Эсень-Тэмур, Принц Хэнани. Более десяти лет назад Чжу сидела на крутой зеленой крыше монастыря и дивилась на юного монгольского вождя, чьи косички метались на ветру, как грива нетерпеливого скакуна. Ей тогда было совершенно неважно, кто он такой. Только теперь она задним числом поняла, что это и был сын человека, убившего всю семью Оюана. Тот, кто был Оюану хозяином и властелином до того самого дня в Бяньляне, когда Оюан предал и убил его.
Учитывая обстоятельства, Чжу могла бы поверить, что Оюан всю жизнь считал Эсень-Тэмура своим врагом, пряча ненависть под личиной верной службы. Но раньше. Теперь, когда она уже немного знала Оюана, поверить в это было невозможно. Оюан притворяться не умел. Минуты бы не выдержал, не говоря уж о том, чтобы терпеть годами.

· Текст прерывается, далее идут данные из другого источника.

//! crates/logging/src/levels.rs
//! Subsystem enum and the per-subsystem level table.

use std::fmt;

/// Diagnostic categories of the engine, one per tracing target.
#[derive(Copy, Clone, Debug, PartialEq, Eq, Hash, PartialOrd, Ord)]
#[cfg_attr(feature = "serde", derive(serde::Serialize, serde::Deserialize))]
#[cfg_attr(feature = "serde", serde(rename_all = "lowercase"))]
pub enum Subsystem {
    /// ACL rule changes and resolution walks.
    Acl,
    /// Mount resolution for users.
    Mount,
    /// Folder registry mutations.
    Registry,
    /// Group-deletion sweeps.
    Sweep,
    /// Configuration loading.
    Config,
    /// Authorization checks on storage operations.
    Guard,
}

impl Subsystem {
    /// Every subsystem in flag order.
    pub const ALL: [Self; 6] = [
        Self::Acl,
        Self::Mount,
        Self::Registry,
        Self::Sweep,
        Self::Config,
        Self::Guard,
    ];

    /// Flag name used by `--debug`.
    #[must_use]
    pub const fn name(self) -> &'static str {
        match self {
            Self::Acl => "acl",
            Self::Mount => "mount",
            Self::Registry => "registry",
            Self::Sweep => "sweep",
            Self::Config => "config",
            Self::Guard => "guard",
        }
    }

    /// Tracing target the subsystem's events are emitted under.
    #[must_use]
    pub const fn target(self) -> &'static str {
        match self {
            Self::Acl => "groupfolders::acl",
            Self::Mount => "groupfolders::mount",
            Self::Registry => "groupfolders::registry",
            Self::Sweep => "groupfolders::sweep",
            Self::Config => "groupfolders::config",
            Self::Guard => "groupfolders::guard",
        }
    }

    /// Looks a subsystem up by flag name.
    #[must_use]
    pub fn from_name(name: &str) -> Option<Self> {
        Self::ALL.into_iter().find(|subsystem| subsystem.name() == name)
    }
}

impl fmt::Display for Subsystem {
    fn fmt(&self, f: &mut fmt::Formatter<'_>) -> fmt::Result {
        f.write_str(self.name())
    }
}

/// Verbosity level of each subsystem.
///
/// `0` silences informational output, `1` enables info events, `2` debug
/// events and `3` or more trace events.
#[derive(Clone, Copy, Default, Debug, PartialEq, Eq)]
#[cfg_attr(feature = "serde", derive(serde::Serialize, serde::Deserialize))]
pub struct SubsystemLevels {
    /// ACL level.
    pub acl: u8,
    /// Mount resolution level.
    pub mount: u8,
    /// Registry level.
    pub registry: u8,
    /// Sweep level.
    pub sweep: u8,
    /// Configuration level.
    pub config: u8,
    /// Guard level.
    pub guard: u8,
}

impl SubsystemLevels {
    /// Get the level for a subsystem.
    pub const fn get(&self, subsystem: Subsystem) -> u8 {
        match subsystem {
            Subsystem::Acl => self.acl,
            Subsystem::Mount => self.mount,
            Subsystem::Registry => self.registry,
            Subsystem::Sweep => self.sweep,
            Subsystem::Config => self.config,
            Subsystem::Guard => self.guard,
        }
    }

    /// Set the level for a subsystem.
    pub fn set(&mut self, subsystem: Subsystem, level: u8) {
        match subsystem {
            Subsystem::Acl => self.acl = level,
            Subsystem::Mount => self.mount = level,
            Subsystem::Registry => self.registry = level,
            Subsystem::Sweep => self.sweep = level,
            Subsystem::Config => self.config = level,
            Subsystem::Guard => self.guard = level,
        }
    }

    /// Set every subsystem to `level`.
    pub fn set_all(&mut self, level: u8) {
        for subsystem in Subsystem::ALL {
            self.set(subsystem, level);
        }
    }
}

Он полжизни провел рядом с Эсень-Тэмуром. Они скакали вместе, сражались вместе, прикрывали друг другу спину. Оюан мог поступать так лишь от души. Только если его преданность была настоящей — до того самого, последнего мига.
Откуда-то из прошлого эхом донесся голос Сюй Да: «Говорят, он ему дороже собственного брата».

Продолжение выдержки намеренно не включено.